Den Hirten, der im letzten Strahl
Dem Tag zu Grabe flötet.
Den Stern der Liebeskönigin,
Der aus dem Westen blinket
Und ins Gebüsch die Schäferin
Zum trauten Schäfer winket.
Dianen, die das süße Glück
Der Liebenden betrachtet
Und mit hinweggewandtem Blick
Nach gleichen Freuden schmachtet.
Und tausend Scenen – könnt' ich sie,
Wie ich sie fühle, singen,
Und allen Reiz der Harmonie
Ins leichte Liedchen bringen:
Dann würde doch ein Jüngling mich
Dafür an Busen drücken,
Und manches Mädchen dankbarlich
Mir ihren Beifall nicken.
Doch nicht die blühende Natur,
Mit allem Reiz umgeben;
Ach Götter!
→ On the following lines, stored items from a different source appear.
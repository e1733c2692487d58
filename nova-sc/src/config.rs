//! Configuration for lip-sync analysis

use serde::{Deserialize, Serialize};

/// Lip-sync analysis configuration
#[derive(Debug, Clone, Serialize, Deserialize)]
#[serde(default)]
pub struct LipSyncConfig {
    /// Samples per analysis window
    pub window_size: usize,

    /// RMS multiplier applied before clamping to 1
    pub gain: f32,
}

impl Default for LipSyncConfig {
    fn default() -> Self {
        Self {
            window_size: 1024,
            gain: 2.2,
        }
    }
}

impl LipSyncConfig {
    pub fn validate(&self) -> Result<(), String> {
        if self.window_size == 0 || self.window_size > 32_768 {
            return Err(format!("window_size must be 1-32768, got {}", self.window_size));
        }
        if !self.gain.is_finite() || self.gain <= 0.0 {
            return Err(format!("gain must be a positive number, got {}", self.gain));
        }
        Ok(())
    }
}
Daphnen kann ich nur
Und ihren Reiz erheben.
Sie aber lächelt höhnisch, flieht,
Und will der Liebe Lehren,
Und will das minnigliche Lied
Von ihrem Reiz nicht hören.
O Götter! lehrt sie doch, wie ich,
Von Lieb' und Sehnsucht schmachten;
Wo nicht, so lehrt die Spröde mich,
Und ihren Stolz verachten!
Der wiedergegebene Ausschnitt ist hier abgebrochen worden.